Neuigkeiten



AG der Bieneninstitute fordert Einsatz harter Medikamente

29.03.2012

Die Arbeitsgemeinschaft der Bieneninstitute, ein Zusammenschluss staatlicher und privater Forschungs-, Beratungs- und Untersuchungseinrichtungen im Bereich der Bienenkunde, haben im Situationsbericht vom 20.03.2012 im Bezug auf die aktuelle Varroasituation eine ungeheuerliche Forderung gestellt.

Dr. Werner von der Ohe, Leiter des niedersächsischen Bieneninstituts in Celle und Vorsitzender der Arbeitsgemeinschaft der Bieneninstitute, zieht in diesem Bericht folgendes Resümee: „Wir brauchen modulare Behandlungskonzepte und dürfen nicht vor Tabus haltmachen. Neben den „weichen“ Akariziden wie der Ameisensäure und den ätherischen Ölen müssen wir ernsthaft über den Einsatz „harter“ Medikamente nachdenken."

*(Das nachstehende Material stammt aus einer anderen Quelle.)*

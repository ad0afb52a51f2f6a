//! Integration Tests für die Pattern-Engine
//!
//! Diese Tests laufen auf dem Host (x86_64) und nutzen MockActuator

mod common;

use common::{ActuatorCall, MockActuator};
use embassy_sync::blocking_mutex::raw::NoopRawMutex;
use exalt_core::{
    CommandChannel, IDLE_HOLD_MS, PatternCommand, PatternEngine, PatternKind, SOS_SEQUENCE,
    TransportAdapter,
};

type TestChannel = CommandChannel<NoopRawMutex>;

// ============================================================================
// Tests: Zustandswechsel
// ============================================================================

#[test]
fn test_engine_starts_in_slow_blink() {
    let engine = PatternEngine::new(MockActuator::new());
    assert_eq!(engine.state().active_pattern, PatternKind::SlowBlink);
    assert_eq!(engine.state().period_ms, 1000);
}

#[test]
fn test_latest_command_wins_within_tick() {
    let channel = TestChannel::new();
    let mut engine = PatternEngine::new(MockActuator::new());

    channel
        .try_send(PatternCommand::SetFastBlink {
            period_ms: Some(300),
        })
        .unwrap();
    channel.try_send(PatternCommand::SetSolid).unwrap();

    let hold = engine.tick(channel.receiver());

    assert_eq!(engine.state().active_pattern, PatternKind::Solid);
    assert_eq!(hold, IDLE_HOLD_MS);
    assert!(channel.is_empty());
}

#[test]
fn test_latest_blink_period_wins_within_tick() {
    let channel = TestChannel::new();
    let mut engine = PatternEngine::new(MockActuator::new());

    channel
        .try_send(PatternCommand::SetFastBlink {
            period_ms: Some(300),
        })
        .unwrap();
    channel
        .try_send(PatternCommand::SetSlowBlink {
            period_ms: Some(1500),
        })
        .unwrap();

    assert_eq!(engine.tick(channel.receiver()), 1500);
    assert_eq!(engine.state().active_pattern, PatternKind::SlowBlink);
    assert_eq!(engine.state().period_ms, 1500);
}

#[test]
fn test_default_periods() {
    let mut engine = PatternEngine::new(MockActuator::new());

    engine.apply(PatternCommand::SetFastBlink { period_ms: None });
    assert_eq!(engine.state().period_ms, 200);

    engine.apply(PatternCommand::SetSlowBlink { period_ms: None });
    assert_eq!(engine.state().period_ms, 1000);
}

#[test]
fn test_zero_period_never_reaches_state() {
    let mut engine = PatternEngine::new(MockActuator::new());
    engine.apply(PatternCommand::SetFastBlink { period_ms: Some(0) });
    assert_eq!(engine.state().period_ms, 200);
    assert_eq!(engine.step(), 200);
}

#[test]
fn test_sos_phase_resets_after_switch_away() {
    let mut engine = PatternEngine::new(MockActuator::new());

    engine.apply(PatternCommand::SetSos);
    for _ in 0..9 {
        engine.step();
    }
    assert_eq!(engine.state().phase, 9);

    engine.apply(PatternCommand::Off);
    engine.step();
    engine.apply(PatternCommand::SetSos);
    assert_eq!(engine.state().phase, 0);

    // Erster Abschnitt ist wieder der kurze Puls
    assert_eq!(engine.step(), SOS_SEQUENCE[0].hold_ms);
    assert!(engine.actuator().level);
}

#[test]
fn test_sos_levels_follow_sequence() {
    let mut engine = PatternEngine::new(MockActuator::new());
    engine.apply(PatternCommand::SetSos);

    for segment in SOS_SEQUENCE.iter() {
        assert_eq!(engine.step(), segment.hold_ms);
        assert_eq!(engine.actuator().level, segment.level);
    }
    assert_eq!(engine.state().phase, 0);
}

// ============================================================================
// Tests: End-to-End Szenarien
// ============================================================================

#[test]
fn test_connect_switches_to_fast_blink() {
    let channel = TestChannel::new();
    let adapter = TransportAdapter::new(channel.sender());
    let mut engine = PatternEngine::new(MockActuator::new());

    // Ein Tick im Startzustand
    assert_eq!(engine.tick(channel.receiver()), 1000);

    adapter.on_connect().unwrap();

    let holds: Vec<u32> = (0..4).map(|_| engine.tick(channel.receiver())).collect();
    assert_eq!(engine.state().active_pattern, PatternKind::FastBlink);
    assert_eq!(engine.state().period_ms, 200);
    assert_eq!(holds, vec![200, 200, 200, 200]);
    assert_eq!(engine.actuator().toggle_count(), 5);
}

#[test]
fn test_disconnect_returns_to_slow_blink() {
    let channel = TestChannel::new();
    let adapter = TransportAdapter::new(channel.sender());
    let mut engine = PatternEngine::new(MockActuator::new());

    adapter.on_connect().unwrap();
    engine.tick(channel.receiver());
    adapter.on_disconnect().unwrap();

    assert_eq!(engine.tick(channel.receiver()), 1000);
    assert_eq!(engine.state().active_pattern, PatternKind::SlowBlink);
}

#[test]
fn test_written_slow_blink_period_applies_next_tick() {
    let channel = TestChannel::new();
    let adapter = TransportAdapter::new(channel.sender());
    let mut engine = PatternEngine::new(MockActuator::new());

    adapter.on_command_write(0, &[1, 0x07, 0xD0]).unwrap();
    assert_eq!(engine.state().period_ms, 1000);

    assert_eq!(engine.tick(channel.receiver()), 2000);
    assert_eq!(engine.state().active_pattern, PatternKind::SlowBlink);
    assert_eq!(engine.state().period_ms, 2000);
}

#[test]
fn test_unknown_byte_leaves_engine_untouched() {
    let channel = TestChannel::new();
    let adapter = TransportAdapter::new(channel.sender());
    let mut engine = PatternEngine::new(MockActuator::new());
    let before = *engine.state();

    assert!(adapter.on_command_write(0, &[5]).is_err());
    assert!(channel.is_empty());

    assert_eq!(engine.drain(channel.receiver()), 0);
    assert_eq!(*engine.state(), before);
}

#[test]
fn test_off_during_long_pulse_waits_for_segment() {
    let channel = TestChannel::new();
    let mut engine = PatternEngine::new(MockActuator::new());

    channel.try_send(PatternCommand::SetSos).unwrap();

    // S (7 Abschnitte) + erster langer Puls + Lücke → zweiter langer Puls
    let mut holds = Vec::new();
    for _ in 0..10 {
        holds.push(engine.tick(channel.receiver()));
    }
    assert_eq!(holds.last(), Some(&600));
    assert!(engine.actuator().level);

    // Off kommt während des 600 ms Segments an
    channel.try_send(PatternCommand::Off).unwrap();
    assert_eq!(engine.state().active_pattern, PatternKind::Sos);

    // Nächster Tick: Off greift, LED aus
    assert_eq!(engine.tick(channel.receiver()), IDLE_HOLD_MS);
    assert_eq!(engine.state().active_pattern, PatternKind::Off);
    assert!(!engine.actuator().level);
    assert_eq!(
        engine.actuator().calls.last(),
        Some(&ActuatorCall::Set(false))
    );
}

#[test]
fn test_solid_reasserted_every_tick() {
    let channel = TestChannel::new();
    let mut engine = PatternEngine::new(MockActuator::new());
    channel.try_send(PatternCommand::SetSolid).unwrap();

    for _ in 0..3 {
        assert_eq!(engine.tick(channel.receiver()), IDLE_HOLD_MS);
    }
    assert_eq!(
        engine.actuator().calls,
        vec![ActuatorCall::Set(true); 3]
    );
}
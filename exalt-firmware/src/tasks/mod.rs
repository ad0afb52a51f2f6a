// Task-Modul: Enthält alle Embassy Tasks
//
// Jeder Task läuft asynchron und unabhängig.
// Tasks kommunizieren nur über den Command-Channel (BLE → Pattern Engine).

pub mod ble;
pub mod pattern;

// Re-export Tasks für einfachen Import
pub use ble::{BleController, ble_task};
pub use pattern::{pattern_engine_logic, pattern_engine_task};
//! Exalt Core - Platform-agnostic Pattern Engine
//!
//! Diese Crate enthält KEINE Hardware-Dependencies.
//! Sie definiert Traits, den Command-Channel, die Pattern-Engine
//! und das Decoding der Steuer-Kommandos.

#![no_std]

pub mod adapter;
pub mod channel;
pub mod engine;
pub mod logic;
pub mod protocol;
pub mod traits;
pub mod types;

// Re-exports für einfachen Zugriff
pub use adapter::{AdapterError, TransportAdapter};
pub use channel::{
    COMMAND_QUEUE_CAPACITY, ChannelFull, CommandChannel, CommandReceiver, CommandSender,
};
pub use engine::PatternEngine;
pub use logic::{SOS_SEQUENCE, Segment, sos_segment};
pub use protocol::{DecodeError, MAX_WRITE_LEN, decode_write};
pub use traits::Actuator;
pub use types::{
    DEFAULT_FAST_BLINK_MS, DEFAULT_SLOW_BLINK_MS, EngineState, IDLE_HOLD_MS, PatternCommand,
    PatternKind,
};
//! Core Types für die Pattern-Steuerung
//!
//! Datenstrukturen ohne Hardware-Dependencies

/// Default-Periode für langsames Blinken (ms)
pub const DEFAULT_SLOW_BLINK_MS: u32 = 1000;

/// Default-Periode für schnelles Blinken (ms)
pub const DEFAULT_FAST_BLINK_MS: u32 = 200;

/// Haltezeit für Solid/Off pro Tick (ms)
///
/// Der Pegel wird jeden Tick neu gesetzt, damit neue Kommandos
/// spätestens nach dieser Zeit beobachtet werden.
pub const IDLE_HOLD_MS: u32 = 100;

/// Pattern Command für den Command-Channel
///
/// Wird vom Transport-Adapter (BLE) an die Pattern-Engine gesendet.
/// Jedes Kommando beschreibt einen absoluten Ziel-Zustand, kein Delta.
#[derive(Debug, Clone, Copy, PartialEq, Eq)]
pub enum PatternCommand {
    /// Langsames Blinken, optional mit eigener Periode
    SetSlowBlink { period_ms: Option<u32> },
    /// Schnelles Blinken, optional mit eigener Periode
    SetFastBlink { period_ms: Option<u32> },
    /// LED dauerhaft an
    SetSolid,
    /// SOS Morse-Sequenz
    SetSos,
    /// LED aus
    Off,
}

impl PatternCommand {
    /// Löst das Kommando in Pattern + effektive Periode auf
    ///
    /// Fehlende Perioden (und `0`) fallen auf den Default des Patterns
    /// zurück. Für Nicht-Blink-Patterns ist die Periode `None`.
    pub fn target(self) -> (PatternKind, Option<u32>) {
        match self {
            Self::SetSlowBlink { period_ms } => (
                PatternKind::SlowBlink,
                Some(or_default(period_ms, DEFAULT_SLOW_BLINK_MS)),
            ),
            Self::SetFastBlink { period_ms } => (
                PatternKind::FastBlink,
                Some(or_default(period_ms, DEFAULT_FAST_BLINK_MS)),
            ),
            Self::SetSolid => (PatternKind::Solid, None),
            Self::SetSos => (PatternKind::Sos, None),
            Self::Off => (PatternKind::Off, None),
        }
    }
}

fn or_default(period_ms: Option<u32>, default: u32) -> u32 {
    match period_ms {
        Some(0) | None => default,
        Some(ms) => ms,
    }
}

/// Alle Patterns, die die Engine abspielen kann (geschlossene Menge)
#[derive(Debug, Clone, Copy, PartialEq, Eq)]
pub enum PatternKind {
    SlowBlink,
    FastBlink,
    Solid,
    Sos,
    Off,
}

impl PatternKind {
    /// Kurzer Name für Logs
    pub fn as_str(self) -> &'static str {
        match self {
            PatternKind::SlowBlink => "slow blink",
            PatternKind::FastBlink => "fast blink",
            PatternKind::Solid => "solid",
            PatternKind::Sos => "SOS",
            PatternKind::Off => "off",
        }
    }
}

/// Zustand der Pattern-Engine
///
/// Gehört exklusiv dem Engine-Task; andere Tasks ändern ihn nur
/// indirekt über den Command-Channel.
#[derive(Debug, Clone, Copy, PartialEq, Eq)]
pub struct EngineState {
    pub active_pattern: PatternKind,
    /// Nur für Blink-Patterns relevant, immer > 0
    pub period_ms: u32,
    /// Position innerhalb der SOS-Sequenz (0 bei allen anderen Patterns)
    pub phase: usize,
}

impl Default for EngineState {
    fn default() -> Self {
        Self {
            active_pattern: PatternKind::SlowBlink,
            period_ms: DEFAULT_SLOW_BLINK_MS,
            phase: 0,
        }
    }
}

// ============================================================================
// defmt::Format Implementations (optional feature)
// ============================================================================

#[cfg(feature = "defmt")]
impl defmt::Format for PatternCommand {
    fn format(&self, fmt: defmt::Formatter) {
        match self {
            PatternCommand::SetSlowBlink { period_ms } => {
                defmt::write!(fmt, "SetSlowBlink {{ period_ms: {} }}", period_ms)
            }
            PatternCommand::SetFastBlink { period_ms } => {
                defmt::write!(fmt, "SetFastBlink {{ period_ms: {} }}", period_ms)
            }
            PatternCommand::SetSolid => defmt::write!(fmt, "SetSolid"),
            PatternCommand::SetSos => defmt::write!(fmt, "SetSos"),
            PatternCommand::Off => defmt::write!(fmt, "Off"),
        }
    }
}

#[cfg(feature = "defmt")]
impl defmt::Format for PatternKind {
    fn format(&self, fmt: defmt::Formatter) {
        defmt::write!(fmt, "{}", self.as_str())
    }
}

#[cfg(feature = "defmt")]
impl defmt::Format for EngineState {
    fn format(&self, fmt: defmt::Formatter) {
        defmt::write!(
            fmt,
            "EngineState {{ pattern: {}, period_ms: {}, phase: {} }}",
            self.active_pattern,
            self.period_ms,
            self.phase
        )
    }
}
// Build-Script: Wird vor dem Kompilieren ausgeführt
// Konfiguriert den Linker für ESP32-C6 Embedded Rust

fn main() {
    // Lade .env file für BLE-Konfiguration
    // Fehler ignorieren wenn .env nicht existiert (dann gilt der Default-Name)
    if let Err(e) = dotenvy::dotenv() {
        eprintln!("⚠️  .env file nicht gefunden: {}", e);
        eprintln!("   BLE_DEVICE_NAME nicht gesetzt, nutze Default \"Exalt\"");
    }

    // Gebe BLE-Gerätenamen an Rust-Compiler weiter
    // Der Wert wird zur Compile-Zeit in den Code eingebacken
    if let Ok(name) = std::env::var("BLE_DEVICE_NAME") {
        println!("cargo:rustc-env=BLE_DEVICE_NAME={}", name);
    }
    println!("cargo:rerun-if-env-changed=BLE_DEVICE_NAME");

    // Registriere hilfsbereiten Error-Handler für Linker-Fehler
    linker_be_nice();

    // Füge Linker-Skripte hinzu:

    // 1. defmt.x - defmt Logging-Support
    //    Definiert Symbole für defmt's binäres Log-Format
    println!("cargo:rustc-link-arg=-Tdefmt.x");

    // 2. linkall.x - ESP32 Memory-Layout
    //    WICHTIG: Muss als LETZTES kommen (sonst Probleme mit flip-link)
    //    Definiert Flash/RAM-Layout und Startup-Code
    println!("cargo:rustc-link-arg=-Tlinkall.x");
}

// Error-Handler: Zeigt hilfreiche Tipps bei Linker-Fehlern
// Wird vom Linker als "--error-handling-script" aufgerufen
fn linker_be_nice() {
    let args: Vec<String> = std::env::args().collect();

    // Wenn vom Linker aufgerufen (mit Error-Typ und Symbol-Name)
    if args.len() > 1 {
        let kind = &args[1]; // Fehler-Typ (z.B. "undefined-symbol")
        let what = &args[2]; // Symbol-Name (z.B. "_defmt_...")

        match kind.as_str() {
            // Undefiniertes Symbol gefunden
            "undefined-symbol" => match what.as_str() {
                what if what.starts_with("_defmt_") => {
                    eprintln!();
                    eprintln!(
                        "💡 `defmt` not found - make sure `defmt.x` is added as a linker script and you have included `use defmt_rtt as _;`"
                    );
                    eprintln!();
                }
                "_stack_start" => {
                    eprintln!();
                    eprintln!("💡 Is the linker script `linkall.x` missing?");
                    eprintln!();
                }
                what if what.starts_with("esp_rtos_") => {
                    eprintln!();
                    eprintln!(
                        "💡 `esp-radio` (BLE) has no scheduler enabled. Make sure you have initialized `esp-rtos` before `esp_radio::init()`."
                    );
                    eprintln!();
                }
                "free"
                | "malloc"
                | "calloc"
                | "get_free_internal_heap_size"
                | "malloc_internal"
                | "realloc_internal"
                | "calloc_internal"
                | "free_internal" => {
                    eprintln!();
                    eprintln!(
                        "💡 Did you forget the `esp-alloc` dependency or didn't enable the `compat` feature on it?"
                    );
                    eprintln!();
                }
                _ => (),
            },
            // we don't have anything helpful for "missing-lib" yet
            _ => {
                std::process::exit(1);
            }
        }

        std::process::exit(0);
    }

    println!(
        "cargo:rustc-link-arg=--error-handling-script={}",
        std::env::current_exe().unwrap().display()
    );
}
/// The terminal artifact of one run. Immutable after return.
#[derive(Debug, Clone, PartialEq, Serialize, Deserialize)]
pub struct FinalizeResult {
    pub trace_id: String,
    pub status: FinalizeStatus,
    pub requirements: Option<RequirementsObject>,
    pub findings: Vec<ContradictionFinding>,
    pub usage: UsageTotals,
    pub errors: Vec<ErrorRecord>,
    pub repair: RepairInfo,
    pub semantic: SemanticPassReport,
    /// Open questions converted into assumptions by this run.
    pub assumptions_converted: usize,
    pub transitions: Vec<TransitionRecord>,
    pub model: String,
    pub provider: String,
    pub prompt_version: String,
    pub started_at: DateTime<Utc>,
    pub duration_ms: u64,
    /// Non-fatal problems (artifact store failures).
    #[serde(default, skip_serializing_if = "Vec::is_empty")]
    pub diagnostics: Vec<String>,
}

impl FinalizeResult {
    /// Empty `FAILED` result; the orchestrator fills it in as the run goes.
    pub fn failed_early(trace_id: &str, model: &str, provider: &str) -> Self {
        Self {
            trace_id: trace_id.to_string(),
            status: FinalizeStatus::Failed,
            requirements: None,
            findings: Vec::new(),
            usage: UsageTotals::default(),
            errors: Vec::new(),
            repair: RepairInfo::default(),
            semantic: SemanticPassReport::with_status(SemanticStatus::Disabled),
            assumptions_converted: 0,
            transitions: Vec::new(),
            model: model.to_string(),
            provider: provider.to_string(),
            prompt_version: prompts::PROMPT_VERSION.to_string(),
            started_at: Utc::now(),
            duration_ms: 0,
            diagnostics: Vec::new(),
        }
    }

    pub fn finding_summary(&self) -> FindingSummary {
        FindingSummary::from_findings(&self.findings)
    }
}

/// Mutable state of one run in progress.
struct Run {
    sm: StateMachine,
    ledger: CallLedger,
    result: FinalizeResult,
    raw_output: Option<String>,
    started: Instant,
}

Medikamentenrückstände in Wachs und Honig, sowie medikamentenresistente Milben scheinen in der Sichtweise der AG nur eine untergeordnete Rolle zu spielen. Wie schon in der Langzeitstudie Deutsches Bienen-Monitoring, an denen einige der großen bekannten deutschen Bieneninstitute beteiligt waren, stellt sich die Frage, inwieweit Forschungsgelder von Bayer, BASF, Syngenta etc. Einfluß auf diese Aussagen haben.